The new model, meanwhile, will remain a standard 28 for 2018.
“The UK is the biggest market for helmets in Europe, and the UK’s large share of helmet sales is a key driver of helmet demand in the UK,” Jet Life’s chief executive officer, John O’Connor, said in a statement.
“Our customers will be able to choose the right fit, the best fit and the best quality for their riding, and we want to be there for them.”
O’Connor added that the company has “a long-standing commitment to providing our customers with quality products at affordable prices.”
In a statement, the US-based bike brand, Bike Nation, which operates on the same model platform as Jet Life and Bike Nation Sport, said it would also be removing the standard 28 size from 2018.
The company said it will offer an expanded range of fit options for consumers.
“Bike Nation’s commitment to creating and selling a range from the latest in technology and innovation, to quality apparel, to high performance bike gear, will continue in 2018,” the statement said.
Bike Nation’s announcement comes on the heels of another British company, Cycle World, announcing that it would stop offering the standard size of 28 in 2019.
Bike World said that it is making a “commitment to improving the fit and comfort of our customers,” while adding that it will be introducing a 28+ option.
The move comes amid a broader debate about bike helmet safety and safety standards.
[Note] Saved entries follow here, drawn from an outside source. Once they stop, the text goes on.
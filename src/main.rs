#[tokio::main]
async fn main() -> anyhow::Result<()> {
    sales_analytics_api::cli::run_with_sys_args().await
}
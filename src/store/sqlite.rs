use std::path::Path;
use std::sync::{Mutex, MutexGuard};

use chrono::{DateTime, Utc};
use rusqlite::{params, Connection, OptionalExtension, Row};
use rusqlite_migration::{Migrations, M};

use crate::app::{PipelineError, Result};
use crate::domain::{ArticleRecord, StoredArticle};
use crate::store::ArticleStore;

const ARTICLE_COLUMNS: &str = "id, source, section, headline, description, displayed_time, \
                               category, link, image_link, first_seen_at";

pub struct SqliteStore {
    conn: Mutex<Connection>,
}

impl SqliteStore {
    pub fn new<P: AsRef<Path>>(path: P) -> Result<Self> {
        if let Some(parent) = path.as_ref().parent() {
            if !parent.as_os_str().is_empty() {
                std::fs::create_dir_all(parent)?;
            }
        }
        let conn = Connection::open(path)?;
        let store = Self {
            conn: Mutex::new(conn),
        };
        store.run_migrations()?;
        Ok(store)
    }

    pub fn in_memory() -> Result<Self> {
        let conn = Connection::open_in_memory()?;
        let store = Self {
            conn: Mutex::new(conn),
        };
        store.run_migrations()?;
        Ok(store)
    }

    fn run_migrations(&self) -> Result<()> {
        let migrations = Migrations::new(vec![M::up(include_str!(
            "../../migrations/001-initial/up.sql"
        ))]);

        let mut conn = self.conn()?;
        migrations
            .to_latest(&mut conn)
            .map_err(|_| PipelineError::Database(rusqlite::Error::InvalidQuery))?;

        Ok(())
    }

    fn conn(&self) -> Result<MutexGuard<'_, Connection>> {
        self.conn.lock().map_err(|e| {
            PipelineError::Database(rusqlite::Error::SqliteFailure(
                rusqlite::ffi::Error::new(1),
                Some(e.to_string()),
            ))
        })
    }

    fn parse_datetime(s: &str) -> Option<DateTime<Utc>> {
        DateTime::parse_from_rfc3339(s)
            .map(|dt| dt.with_timezone(&Utc))
            .ok()
            .or_else(|| s.parse::<DateTime<Utc>>().ok())
    }

    fn row_to_article(row: &Row<'_>) -> rusqlite::Result<StoredArticle> {
        Ok(StoredArticle {
            id: row.get(0)?,
            record: ArticleRecord {
                source: row.get(1)?,
                section: row.get(2)?,
                headline: row.get(3)?,
                description: row.get(4)?,
                time: row.get(5)?,
                category: row.get(6)?,
                link: row.get(7)?,
                image_link: row.get(8)?,
            },
            first_seen_at: row
                .get::<_, String>(9)
                .ok()
                .and_then(|s| Self::parse_datetime(&s))
                .unwrap_or_else(Utc::now),
        })
    }
}

impl ArticleStore for SqliteStore {
    fn insert_if_absent(&self, record: &ArticleRecord) -> Result<bool> {
        let conn = self.conn()?;

        let inserted = conn.execute(
            "INSERT OR IGNORE INTO articles (id, source, section, headline, description, displayed_time,
                                             category, link, image_link, first_seen_at)
             VALUES (?1, ?2, ?3, ?4, ?5, ?6, ?7, ?8, ?9, ?10)",
            params![
                record.id(),
                record.source,
                record.section,
                record.headline,
                record.description,
                record.time,
                record.category,
                record.link,
                record.image_link,
                Utc::now().to_rfc3339()
            ],
        )?;

        Ok(inserted > 0)
    }

    fn get_by_link(&self, link: &str) -> Result<Option<StoredArticle>> {
        let conn = self.conn()?;

        let result = conn
            .query_row(
                &format!("SELECT {ARTICLE_COLUMNS} FROM articles WHERE link = ?1"),
                params![link],
                Self::row_to_article,
            )
            .optional()?;

        Ok(result)
    }

    fn contains_link(&self, link: &str) -> Result<bool> {
        let conn = self.conn()?;

        let exists: bool = conn.query_row(
            "SELECT EXISTS(SELECT 1 FROM articles WHERE link = ?1)",
            params![link],
            |row| row.get(0),
        )?;

        Ok(exists)
    }

    fn all_links(&self) -> Result<Vec<String>> {
        let conn = self.conn()?;

        let mut stmt = conn.prepare("SELECT link FROM articles")?;
        let links = stmt
            .query_map([], |row| row.get(0))?
            .collect::<std::result::Result<Vec<String>, _>>()?;

        Ok(links)
    }

    fn list(&self, source: Option<&str>, limit: usize) -> Result<Vec<StoredArticle>> {
        let conn = self.conn()?;

        let mut stmt = conn.prepare(&format!(
            "SELECT {ARTICLE_COLUMNS} FROM articles
             WHERE (?1 IS NULL OR source = ?1)
             ORDER BY first_seen_at DESC, rowid DESC
             LIMIT ?2"
        ))?;

        let limit = i64::try_from(limit).unwrap_or(i64::MAX);
        let articles = stmt
            .query_map(params![source, limit], Self::row_to_article)?
            .collect::<std::result::Result<Vec<_>, _>>()?;

        Ok(articles)
    }

    fn count(&self) -> Result<u64> {
        let conn = self.conn()?;

        let count: i64 = conn.query_row("SELECT COUNT(*) FROM articles", [], |row| row.get(0))?;
        Ok(count as u64)
    }

    fn count_by_source(&self) -> Result<Vec<(String, u64)>> {
        let conn = self.conn()?;

        let mut stmt = conn.prepare(
            "SELECT source, COUNT(*) FROM articles GROUP BY source ORDER BY source",
        )?;
        let counts = stmt
            .query_map([], |row| {
                let source: String = row.get(0)?;
                let count: i64 = row.get(1)?;
                Ok((source, count as u64))
            })?
            .collect::<std::result::Result<Vec<_>, _>>()?;

        Ok(counts)
    }
}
According to a 2017 study by the American Academy of Pediatrics (AAP), helmets have a high rate of injury, particularly for children and adolescents.
The study found that more than half of helmet injuries occur in youth, and that the injury rate is significantly higher in children who wear helmets than in adults.
According, the study, the American Association of Pediatrics issued a report last year saying that helmets should be designed for kids under five years old, and should not be designed to fit older children and teens.
The AAP said that “there is insufficient data to determine whether the standard of safety for children under 5 years old is adequate for their age, and if helmets should continue to be recommended.”
According to the AAP, helmet manufacturers must make helmets available to kids with a “threshold age” of 15 years old.
In the study published in Pediatrics in 2015, researchers found that the average head circumference of children wearing helmets was smaller than that of those without helmets, and more than 80 per cent of the children with head injuries had head injuries that were caused by head injuries.
In addition, researchers observed that most of the helmets that were tested had “slightly less padding than the rest of the helmet,” and that more padding was needed for children with smaller heads.
The researchers concluded that the “adequate” level of padding needed for younger children to wear a helmet was “between 2 and 5mm.”